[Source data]
--------------------
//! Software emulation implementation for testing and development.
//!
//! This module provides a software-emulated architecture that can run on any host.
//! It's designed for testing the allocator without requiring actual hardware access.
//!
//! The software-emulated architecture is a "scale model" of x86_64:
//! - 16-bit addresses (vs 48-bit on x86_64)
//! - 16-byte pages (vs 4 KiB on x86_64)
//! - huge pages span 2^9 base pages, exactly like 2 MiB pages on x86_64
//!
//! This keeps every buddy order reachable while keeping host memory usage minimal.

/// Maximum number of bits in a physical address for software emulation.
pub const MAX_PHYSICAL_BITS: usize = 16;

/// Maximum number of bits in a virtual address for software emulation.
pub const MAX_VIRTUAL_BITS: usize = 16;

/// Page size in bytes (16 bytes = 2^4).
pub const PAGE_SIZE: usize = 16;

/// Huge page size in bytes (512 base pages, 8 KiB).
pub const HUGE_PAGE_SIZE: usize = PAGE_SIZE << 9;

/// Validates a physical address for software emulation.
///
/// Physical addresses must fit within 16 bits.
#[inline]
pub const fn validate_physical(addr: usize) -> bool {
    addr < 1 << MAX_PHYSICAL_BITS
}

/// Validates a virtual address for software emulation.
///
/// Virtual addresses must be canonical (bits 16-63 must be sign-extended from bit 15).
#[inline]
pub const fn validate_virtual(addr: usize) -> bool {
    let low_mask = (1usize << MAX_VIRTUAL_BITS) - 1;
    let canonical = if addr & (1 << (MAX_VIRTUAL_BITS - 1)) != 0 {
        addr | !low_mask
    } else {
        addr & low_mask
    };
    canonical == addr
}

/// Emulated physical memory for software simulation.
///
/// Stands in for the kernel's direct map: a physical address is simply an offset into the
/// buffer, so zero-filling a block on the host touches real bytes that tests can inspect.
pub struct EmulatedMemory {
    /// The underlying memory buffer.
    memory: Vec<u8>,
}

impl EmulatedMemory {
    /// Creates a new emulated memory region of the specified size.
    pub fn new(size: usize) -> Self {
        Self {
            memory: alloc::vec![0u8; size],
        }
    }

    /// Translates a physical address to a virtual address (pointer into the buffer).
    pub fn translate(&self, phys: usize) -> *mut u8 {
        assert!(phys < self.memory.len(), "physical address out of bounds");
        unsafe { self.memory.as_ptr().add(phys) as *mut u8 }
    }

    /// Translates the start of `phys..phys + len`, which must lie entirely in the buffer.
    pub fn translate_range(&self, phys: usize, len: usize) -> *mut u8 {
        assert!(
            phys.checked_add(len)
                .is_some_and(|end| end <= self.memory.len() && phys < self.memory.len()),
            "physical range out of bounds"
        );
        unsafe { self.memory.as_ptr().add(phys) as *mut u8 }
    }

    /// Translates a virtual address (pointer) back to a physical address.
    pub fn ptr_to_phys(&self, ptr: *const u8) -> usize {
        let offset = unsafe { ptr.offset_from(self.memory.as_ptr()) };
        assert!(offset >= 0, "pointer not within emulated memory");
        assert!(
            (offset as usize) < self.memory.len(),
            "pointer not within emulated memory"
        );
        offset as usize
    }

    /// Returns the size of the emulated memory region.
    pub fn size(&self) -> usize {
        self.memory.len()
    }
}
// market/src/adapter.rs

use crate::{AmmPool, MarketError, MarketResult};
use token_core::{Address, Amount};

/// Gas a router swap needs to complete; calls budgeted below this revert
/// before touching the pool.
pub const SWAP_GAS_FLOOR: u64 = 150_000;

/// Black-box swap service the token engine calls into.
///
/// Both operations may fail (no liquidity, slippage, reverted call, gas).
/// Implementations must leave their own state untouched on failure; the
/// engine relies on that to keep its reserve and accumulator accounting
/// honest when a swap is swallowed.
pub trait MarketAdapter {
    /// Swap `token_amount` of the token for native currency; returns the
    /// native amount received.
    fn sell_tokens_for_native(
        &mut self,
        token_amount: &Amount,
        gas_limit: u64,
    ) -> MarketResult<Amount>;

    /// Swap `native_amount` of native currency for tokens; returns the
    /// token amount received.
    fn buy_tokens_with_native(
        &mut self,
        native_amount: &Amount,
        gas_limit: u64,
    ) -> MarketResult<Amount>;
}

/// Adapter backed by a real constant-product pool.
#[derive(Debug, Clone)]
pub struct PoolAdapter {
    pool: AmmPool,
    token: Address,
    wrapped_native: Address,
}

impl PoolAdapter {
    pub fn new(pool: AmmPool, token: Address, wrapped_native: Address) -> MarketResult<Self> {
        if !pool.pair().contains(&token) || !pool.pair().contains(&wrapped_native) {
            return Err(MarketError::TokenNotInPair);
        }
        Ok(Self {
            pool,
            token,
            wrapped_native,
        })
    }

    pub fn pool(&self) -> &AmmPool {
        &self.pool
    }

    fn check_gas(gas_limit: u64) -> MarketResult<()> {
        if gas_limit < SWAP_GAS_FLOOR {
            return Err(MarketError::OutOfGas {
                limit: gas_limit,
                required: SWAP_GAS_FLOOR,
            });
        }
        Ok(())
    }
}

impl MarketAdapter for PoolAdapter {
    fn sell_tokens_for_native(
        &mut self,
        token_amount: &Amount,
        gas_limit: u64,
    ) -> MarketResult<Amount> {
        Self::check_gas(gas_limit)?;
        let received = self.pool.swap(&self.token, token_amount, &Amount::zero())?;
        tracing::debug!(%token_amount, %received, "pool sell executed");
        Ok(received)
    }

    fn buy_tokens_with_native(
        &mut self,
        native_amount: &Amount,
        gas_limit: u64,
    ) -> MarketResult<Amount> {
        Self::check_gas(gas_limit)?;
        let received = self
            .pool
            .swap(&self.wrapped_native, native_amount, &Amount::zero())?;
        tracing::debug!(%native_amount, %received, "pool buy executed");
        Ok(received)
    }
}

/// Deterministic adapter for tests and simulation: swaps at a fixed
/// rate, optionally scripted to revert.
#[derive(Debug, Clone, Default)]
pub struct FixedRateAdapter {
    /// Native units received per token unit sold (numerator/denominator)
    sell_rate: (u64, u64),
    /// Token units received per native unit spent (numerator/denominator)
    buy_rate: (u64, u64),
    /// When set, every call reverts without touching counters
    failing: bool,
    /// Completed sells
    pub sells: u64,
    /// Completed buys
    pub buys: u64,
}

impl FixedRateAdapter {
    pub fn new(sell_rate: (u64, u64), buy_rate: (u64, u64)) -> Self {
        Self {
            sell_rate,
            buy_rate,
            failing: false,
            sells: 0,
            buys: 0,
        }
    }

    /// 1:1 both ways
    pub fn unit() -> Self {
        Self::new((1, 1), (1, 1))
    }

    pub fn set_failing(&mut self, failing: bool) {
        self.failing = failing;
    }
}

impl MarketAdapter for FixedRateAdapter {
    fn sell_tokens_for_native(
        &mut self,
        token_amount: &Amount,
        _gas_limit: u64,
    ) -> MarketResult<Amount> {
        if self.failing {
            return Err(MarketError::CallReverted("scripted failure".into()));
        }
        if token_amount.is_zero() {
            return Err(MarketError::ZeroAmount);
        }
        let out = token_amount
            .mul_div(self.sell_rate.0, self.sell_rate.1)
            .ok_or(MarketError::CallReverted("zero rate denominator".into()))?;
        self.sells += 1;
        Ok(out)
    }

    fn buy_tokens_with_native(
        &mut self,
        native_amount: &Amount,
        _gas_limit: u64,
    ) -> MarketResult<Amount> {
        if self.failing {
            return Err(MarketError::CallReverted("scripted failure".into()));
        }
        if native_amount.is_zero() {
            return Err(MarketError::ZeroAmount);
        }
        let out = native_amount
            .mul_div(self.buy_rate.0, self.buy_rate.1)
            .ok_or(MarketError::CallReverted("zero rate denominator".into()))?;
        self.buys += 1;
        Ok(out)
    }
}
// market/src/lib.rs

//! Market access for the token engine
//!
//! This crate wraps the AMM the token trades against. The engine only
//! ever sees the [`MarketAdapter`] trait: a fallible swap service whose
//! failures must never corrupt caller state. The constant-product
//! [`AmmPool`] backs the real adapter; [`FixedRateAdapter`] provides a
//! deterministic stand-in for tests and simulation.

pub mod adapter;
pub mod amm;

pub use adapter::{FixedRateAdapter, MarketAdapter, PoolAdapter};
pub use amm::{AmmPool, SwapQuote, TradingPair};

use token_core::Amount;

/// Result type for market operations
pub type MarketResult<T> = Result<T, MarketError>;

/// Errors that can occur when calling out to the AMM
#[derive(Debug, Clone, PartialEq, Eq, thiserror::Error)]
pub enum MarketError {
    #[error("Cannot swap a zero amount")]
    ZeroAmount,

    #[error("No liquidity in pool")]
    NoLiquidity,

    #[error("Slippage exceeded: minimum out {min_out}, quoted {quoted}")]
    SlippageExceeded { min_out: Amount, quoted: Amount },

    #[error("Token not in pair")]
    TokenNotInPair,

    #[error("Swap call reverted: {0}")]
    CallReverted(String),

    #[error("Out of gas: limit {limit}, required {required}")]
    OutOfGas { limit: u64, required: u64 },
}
--------------------
EXERCISE:
Search the data for "EmulatedMemory" and list every line in which it occurs.

TASK SOLUTION:
pub struct EmulatedMemory {
impl EmulatedMemory {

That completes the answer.